What this dare-ya-to-knock-the-chip-off-my-shoulder rhetoric is all about is a recently released "Exhortation" of Pope Benedict XVI laying down, yet again, "non-negotiable" positions on issues such as abortion, euthanasia, gay marriage, and divorce that reasonable people have been negotiating for quite some time now and that American Catholics have been ignoring for just as long. In the midst of all the other prescriptions, a requirement of celibacy for priests was re-imposed by fiat, in spite of the fact that hardly anybody worth reading even tries to make a case for priests being single anymore, and the fact that there are married priests all over the place now. (You just have to make sure that you get married before you make public your sense of being called to the priesthood.)
Especially grating to First Amendment types like me is the Holy Father's reference to the "grave" responsibility of Catholic politicians and legislators to bind themselves to "a properly formed conscience" in getting the kind of laws passed and enforced over which Vatican officials can salivate. To my chagrin, a lot of non-Catholic Christian conservatives have been lining up with this Medieval view of church and state for sometime. Their only substantive disagreement with Rome is over who decides whose conscience is "properly formed" and whose is not.
What especially jerked my chain about this latest broadside from the Vatican are the crocodile tears wetting its pages about "the painful situation" of remarried Catholics. His Holiness solemnly declares that these unfortunates suffer only because of the sinful state in which they are living. For the remarried Catholics I have counseled over the years, the source of their pain is decidedly not their sinning; they do not in fact seriously believe that they are living in sin, nor do I. The real source of their pain is the demeaning words of their leader, barring them even from receiving Communion, the central sacrament of the Christian tradition. And now we get to the point of my earlier confession.
His Eminence appears to have forgotten somewhere along his path of elevation just whose table it is that we are talking about here, and whose church it is that embraces all of us in love, no matter how many in it jockey for the right to determine all on their own who will and will not be permitted to partake of its sacred substances.

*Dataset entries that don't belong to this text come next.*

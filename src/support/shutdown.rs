//! Graceful shutdown handling
//!
//! A broadcast-backed signal shared by the server accept loop, the per-group
//! engine loops and the watchdogs.

use std::sync::atomic::{AtomicBool, Ordering};
use std::sync::Arc;

use tokio::sync::broadcast;
use tracing::info;

/// Shutdown signal that can be cloned and shared across tasks.
#[derive(Clone)]
pub struct ShutdownSignal {
    sender: broadcast::Sender<()>,
    triggered: Arc<AtomicBool>,
}

impl ShutdownSignal {
    pub fn new() -> Self {
        let (sender, _) = broadcast::channel(1);
        Self {
            sender,
            triggered: Arc::new(AtomicBool::new(false)),
        }
    }

    pub fn is_triggered(&self) -> bool {
        self.triggered.load(Ordering::SeqCst)
    }

    pub fn trigger(&self) {
        if !self.triggered.swap(true, Ordering::SeqCst) {
            info!("shutdown signal triggered");
            let _ = self.sender.send(());
        }
    }

    /// Wait until the signal fires. Returns immediately if already triggered.
    pub async fn wait(&self) {
        if self.is_triggered() {
            return;
        }
        let mut rx = self.sender.subscribe();
        let _ = rx.recv().await;
    }

    /// Spawn a task that triggers this signal on SIGINT/SIGTERM.
    pub fn listen_for_signals(&self) {
        let signal = self.clone();
        tokio::spawn(async move {
            wait_for_os_signal().await;
            signal.trigger();
        });
    }
}

impl Default for ShutdownSignal {
    fn default() -> Self {
        Self::new()
    }
}

async fn wait_for_os_signal() {
    #[cfg(unix)]
    {
        use tokio::signal::unix::{signal, SignalKind};

        let mut sigterm = match signal(SignalKind::terminate()) {
            Ok(s) => s,
            Err(e) => {
                tracing::error!(error = %e, "failed to install SIGTERM handler");
                return;
            }
        };
        tokio::select! {
            _ = sigterm.recv() => info!("received SIGTERM"),
            r = tokio::signal::ctrl_c() => {
                if r.is_ok() {
                    info!("received SIGINT (Ctrl+C)");
                }
            }
        }
    }

    #[cfg(not(unix))]
    {
        if tokio::signal::ctrl_c().await.is_ok() {
            info!("received Ctrl+C");
        }
    }
}

#[cfg(test)]
mod tests {
    use super::*;

    #[tokio::test]
    async fn wait_returns_after_trigger() {
        let signal = ShutdownSignal::new();
        assert!(!signal.is_triggered());
        signal.trigger();
        assert!(signal.is_triggered());
        // Must not hang when triggered before the wait.
        signal.wait().await;
    }
}
//! Admin/observer JSON API over WebSocket.

pub mod handler;
pub mod users;

pub use handler::handle_api;
pub use users::{Role, UserTable};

None of us --- single, married, divorced, celebate, straight, gay, remarried, shacking up, giving up --- is "worthy" to come to Communion. But God continues to honor his promise to be with us whenever and wherever his table is set, and nothing can be a more egregious perversion of his good news than allowing someone no less sinful than we are to block anyone else's access to him there.

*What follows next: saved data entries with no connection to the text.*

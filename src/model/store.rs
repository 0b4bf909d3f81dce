//! The authoritative entity store.
//!
//! One process-wide [`Store`] owns every group, charger, tag, live
//! transaction and completed session. All mutation goes through its methods;
//! the lock is never held across I/O, so readers on any task see consistent
//! snapshots between suspension points.

use std::collections::{BTreeMap, HashMap};
use std::path::Path;
use std::sync::Arc;

use chrono::{DateTime, Utc};
use parking_lot::{Mutex, RwLock};
use tracing::{debug, info, warn};

use super::charger::{BootInfo, Charger};
use super::connector::{Connector, ConnectorStatus};
use super::group::Group;
use super::schedule::AllocationSchedule;
use super::session::{SessionLog, SessionRecord};
use super::tag::{Tag, TagStatus};
use super::transaction::{ChargeChange, ChargingHistory, Transaction};
use crate::config::AppConfig;
use crate::support::errors::ModelError;
use crate::support::timeutil::time_str;

/// Outcome of an Authorize check.
#[derive(Debug, Clone, PartialEq, Eq)]
pub enum AuthOutcome {
    Accepted { parent_id_tag: Option<String> },
    Blocked,
    Invalid,
    ConcurrentTx,
}

/// All entity tables. Only reachable through [`Store`].
#[derive(Default)]
pub struct Model {
    pub groups: HashMap<String, Group>,
    pub chargers: HashMap<String, Charger>,
    pub tags: HashMap<String, Tag>,
    pub sessions: BTreeMap<String, SessionRecord>,
}

pub struct Store {
    cfg: Arc<AppConfig>,
    model: RwLock<Model>,
    session_log: Mutex<Option<SessionLog>>,
}
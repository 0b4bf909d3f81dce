//! The per-group balanz control loop.
//!
//! One cooperative task per allocation group. Every tick it initializes
//! newly connected chargers, re-arms blocking profiles, installs post-start
//! TxProfiles, and (on full passes or when a connector demands urgent
//! attention) runs the planner and applies its changes, reduce before
//! grow with a settle delay in between.

use std::sync::Arc;
use std::time::Duration;

use chrono::Utc;
use tracing::{debug, error, info, warn};

use crate::config::AppConfig;
use crate::model::{ChargeChange, Store};
use crate::ocpp::{ProfileDriver, SessionRegistry};
use crate::support::errors::ModelError;
use crate::support::shutdown::ShutdownSignal;

use super::planner;

/// A step in the apply sequence. The settle marker separates the reduce
/// changes from the grow changes when both are present.
enum Step {
    Settle,
    Change(ChargeChange),
}

pub struct BalanzLoop {
    cfg: Arc<AppConfig>,
    store: Arc<Store>,
    profiles: Arc<ProfileDriver>,
    registry: Arc<SessionRegistry>,
    group_id: String,
}
//! Time formatting helpers and the top-of-hour alignment used by the
//! engine's delayed-retry logic.

use chrono::{DateTime, Local, TimeZone, Utc};

/// Local wall-clock rendering used in logs and the sessions CSV.
pub fn time_str(t: DateTime<Utc>) -> String {
    t.with_timezone(&Local).format("%Y-%m-%d %H:%M:%S").to_string()
}

/// Local time-of-day rendering used for charging-history entries.
pub fn clock_str(t: DateTime<Utc>) -> String {
    t.with_timezone(&Local).format("%H:%M:%S").to_string()
}

/// `[H]HH:MM:SS` duration rendering. Hours may exceed two digits.
pub fn duration_str(seconds: i64) -> String {
    let seconds = seconds.max(0);
    let hours = seconds / 3600;
    let minutes = (seconds % 3600) / 60;
    format!("{:02}:{:02}:{:02}", hours, minutes, seconds % 60)
}

/// Returns the timestamp `interval/2` seconds before the next top of the
/// hour after `t`. A timestamp already on the hour counts as its own top.
pub fn next_top_of_hour(t: DateTime<Utc>, interval: i64) -> DateTime<Utc> {
    let secs = t.timestamp();
    let next_hour = secs.div_euclid(3600) * 3600
        + if secs.rem_euclid(3600) == 0 { 0 } else { 3600 };
    match Utc.timestamp_opt(next_hour - interval / 2, 0) {
        chrono::LocalResult::Single(dt) => dt,
        _ => t,
    }
}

Benedict XVI's exhortation is just the kind of weighty tome that has been sinking the credibility of his church's hierarchy for decades now, and that will continue to foster mischief, meanness, and malignity in peoples' lives for even more decades to come. All three are involved in the one approved way for remarried Catholics to extricate themselves from their "painful situation," basically by coming up with enough money to buy themselves annulments. I see little difference in this way of getting right with God and the church from the way of indulgences, which latter disgraces both.
For Catholics without the resources to buy an annulment of a first marriage, and without the dishonesty it takes to declare many a first marriage a nullity, I recommend a time-honored way of vetoing unjustifiable prohibitions, with one's feet. This is a seditious recommendation, of course, but sedition is not always a bad thing. (Remember the Boston Tea Party?) The next time you think about it, just slip into the pew of a parish the next neighborhood north or south, and receive quietly and gratefully at the hands of an unknown priest the body and blood of the One whose knowledge of you and your situation is the only kind that finally counts.